—J'ai pensé à tout, lui dis-je. Mais toi, veux-tu jurer de m'être toujours fidèle, d'avoir en moi une confiance entière, non pas seulement aujourd'hui, ni demain, mais tous les jours de l'année, et dans deux ans, et dans dix ans, et durant la vie entière? Veux-tu jurer de ne croire personne avant moi, quelque chose qu'on puisse te dire de ma conduite, quelque parole qu'on puisse te rapporter?
—Je le jure!
—Pense à ton tour qu'il est bien facile de dire du mal d'une honnête fille, qu'il ne faut qu'un mot d'une mauvaise langue et qu'un mensonge pour la déshonorer, qu'il se fait bien des histoires dans le pays et qu'on pourra me mettre dans quelqu'une de ces histoires. Es-tu bien résolu et déterminé à n'écouter rien de ce qu'on pourra te dire contre moi, à moins que tu ne l'aies vu de tes deux yeux; et veux-tu jurer, si l'on te fait quelque rapport, quand ce rapport viendrait de ton père ou de ta mère, ou des personnes que tu respectes le plus, de me le dire à moi avant toute chose, afin que je puisse me justifier et confondre le mensonge?

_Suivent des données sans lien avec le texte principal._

//! Access seams for the controller CSRs and the SDRAM data region.
//!
//! The bring-up sequence only talks to the hardware through [SdramRegisters] and [DataWindow].
//! The MMIO implementations perform volatile accesses, so no access is cached, merged or
//! elided by the compiler.
use core::ptr::NonNull;

use roa_sdram::{
    MmioSdramController,
    regs::{ControlRegister, TimingConfig},
};

/// Controller register block.
pub trait SdramRegisters {
    fn control(&mut self) -> ControlRegister;
    fn set_control(&mut self, value: ControlRegister);
    fn set_time_config(&mut self, value: TimingConfig);
    fn set_time_ref(&mut self, value: u16);
}

impl SdramRegisters for MmioSdramController<'_> {
    #[inline]
    fn control(&mut self) -> ControlRegister {
        self.read_control()
    }

    #[inline]
    fn set_control(&mut self, value: ControlRegister) {
        self.write_control(value);
    }

    #[inline]
    fn set_time_config(&mut self, value: TimingConfig) {
        self.write_time_config(value);
    }

    #[inline]
    fn set_time_ref(&mut self, value: u16) {
        self.write_time_ref(value);
    }
}

/// SDRAM data region as seen through the controller.
///
/// Offsets are counted in 32-bit words from the base of the region. Depending on the command
/// mode armed in the control register, a read is translated into an SDRAM command instead of
/// a data transfer.
pub trait DataWindow {
    fn read_word(&mut self, word_offset: usize) -> u32;
    fn write_word(&mut self, word_offset: usize, value: u32);
}

/// Volatile [DataWindow] over the memory-mapped SDRAM data region.
pub struct MmioDataWindow {
    base: NonNull<u32>,
}

// Safety: The window only holds the base address of the data region. Exclusive access to the
// region is required by the constructor contract, independent of the owning thread.
unsafe impl Send for MmioDataWindow {}

impl MmioDataWindow {
    /// Create a data window at the given base address.
    ///
    /// Returns [None] if the address is null or not aligned to 4 bytes.
    ///
    /// # Safety
    ///
    /// The address must be the base of the data region of an SDRAM controller, and every word
    /// offset used later must stay inside that region. The caller must ensure no other code
    /// accesses the data region while the controller is being initialized.
    pub unsafe fn new_at(base_addr: usize) -> Option<Self> {
        if !base_addr.is_multiple_of(4) {
            return None;
        }
        NonNull::new(base_addr as *mut u32).map(|base| Self { base })
    }

    #[inline]
    pub fn base_addr(&self) -> usize {
        self.base.as_ptr() as usize
    }
}

impl DataWindow for MmioDataWindow {
    #[inline]
    fn read_word(&mut self, word_offset: usize) -> u32 {
        // Safety: Validity of the region is guaranteed by the constructor contract.
        unsafe { core::ptr::read_volatile(self.base.as_ptr().add(word_offset)) }
    }

    #[inline]
    fn write_word(&mut self, word_offset: usize, value: u32) {
        // Safety: Validity of the region is guaranteed by the constructor contract.
        unsafe { core::ptr::write_volatile(self.base.as_ptr().add(word_offset), value) }
    }
}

—Je le jure! Et maintenant, Rose, nous sommes mariés pour la vie. Prends cet anneau d'or que j'ai acheté aujourd'hui pour toi; et si je manque à mon serment, que je meure!».

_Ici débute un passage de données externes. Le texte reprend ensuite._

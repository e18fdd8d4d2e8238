//! # Peripheral access API for the Roa Logic SDRAM controller
//!
//! This crate provides the bit-exact register layouts of the Roa Logic AHB-Lite SDRAM controller
//! and a memory-mapped register block built with [derive_mmio].
//!
//! The base addresses of the controller CSRs and of the SDRAM data region depend on the
//! system integration, so no fixed-address constructors are provided.
#![no_std]

pub mod regs;

use regs::{ControlRegister, TimingConfig};

/// SDRAM controller register block.
#[derive(derive_mmio::Mmio)]
#[repr(C)]
pub struct SdramController {
    /// Control register
    control: ControlRegister,
    /// Timing configuration register
    time_config: TimingConfig,
    /// Refresh interval in controller clock cycles
    time_ref: u16,
    _reserved: u16,
}

static_assertions::const_assert_eq!(core::mem::size_of::<SdramController>(), 0x0C);
static_assertions::const_assert_eq!(core::mem::offset_of!(SdramController, time_config), 0x04);
static_assertions::const_assert_eq!(core::mem::offset_of!(SdramController, time_ref), 0x08);
static_assertions::const_assert_eq!(core::mem::offset_of!(SdramController, _reserved), 0x0A);
//! Memory tests to verify the SDRAM after it was initialized.
//!
//! All tests overwrite the tested words.
use crate::access::DataWindow;

#[derive(Debug, PartialEq, Eq, thiserror::Error)]
pub enum MemTestError {
    #[error("memory test error at word offset {offset:#x}: expected {expected:#010x}, found {found:#010x}")]
    Memory {
        offset: usize,
        expected: u32,
        found: u32,
    },
}

/// Walk a single cleared bit through all 32 bit positions for the first `words` words.
pub fn walking_zero_test<D: DataWindow>(data: &mut D, words: usize) -> Result<(), MemTestError> {
    walking_value_test(data, true, words)
}

/// Walk a single set bit through all 32 bit positions for the first `words` words.
pub fn walking_one_test<D: DataWindow>(data: &mut D, words: usize) -> Result<(), MemTestError> {
    walking_value_test(data, false, words)
}

pub fn walking_value_test<D: DataWindow>(
    data: &mut D,
    walking_zero: bool,
    words: usize,
) -> Result<(), MemTestError> {
    for bit in 0..32 {
        let pattern = if walking_zero {
            !(1u32 << bit)
        } else {
            1u32 << bit
        };

        for offset in 0..words {
            data.write_word(offset, pattern);
        }
        for offset in 0..words {
            check(data, offset, pattern)?;
        }
    }
    Ok(())
}

/// Alternating 0xAAAAAAAA and 0x55555555 pattern, then the inverted pattern.
pub fn checkerboard_test<D: DataWindow>(data: &mut D, words: usize) -> Result<(), MemTestError> {
    for pattern in [0xAAAA_AAAAu32, 0x5555_5555u32] {
        for offset in 0..words {
            data.write_word(offset, checkerboard(pattern, offset));
        }
        for offset in 0..words {
            check(data, offset, checkerboard(pattern, offset))?;
        }
    }
    Ok(())
}

#[inline]
const fn checkerboard(pattern: u32, offset: usize) -> u32 {
    if offset % 2 == 0 { pattern } else { !pattern }
}

#[inline]
fn check<D: DataWindow>(data: &mut D, offset: usize, expected: u32) -> Result<(), MemTestError> {
    let found = data.read_word(offset);
    if found != expected {
        log::warn!(
            "SDRAM memory test failed at word offset {:#x}: {:#010x} != {:#010x}",
            offset,
            found,
            expected
        );
        return Err(MemTestError::Memory {
            offset,
            expected,
            found,
        });
    }
    Ok(())
}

Je ne répéterai pas, madame, le reste de notre conversation. Nos parents mêmes auraient pu l'écouter sans nous faire rougir, et Bernard évita avec soin tout ce qui aurait pu me rappeler la faute que nous avions commise. Moi-même je n'osai y faire la moindre allusion, par un sentiment de pudeur que vous comprendrez aisément. Hélas! il était bien tard pour me garder.
Le lendemain, Bernard partit avec les conscrits de sa classe et alla rejoindre son régiment.
Dès qu'il fut parti, je me trouvai seule comme dans un désert. Je sentais que mes vrais malheurs allaient commencer.
V
Cependant, comme après tout il faut vivre, et comme les pauvres gens ne vivent pas sans manger, et comme ils ne mangent pas sans travailler, et comme il fait froid en hiver, ce qui oblige d'avoir des robes de laine, et chaud en été, ce qui oblige d'avoir des robes de coton, et comme les robes de laine coûtent fort cher, et comme on ne donne pas pour rien les robes de coton, je me remis à travailler comme à l'ordinaire, dès le lendemain du départ de Bernard.
Ce ne fut pas sans une amère tristesse. Bien souvent je baissais la tête sur mon ouvrage, et je m'arrêtais à rêver de l'absent, et à me rappeler les dernières paroles qu'il m'avait dites et les derniers regards qu'il m'avait jetés en partant le sac sur le dos; mais le contre-maître de l'atelier ne tardait pas à me réveiller, et je reprenais mon travail avec ardeur.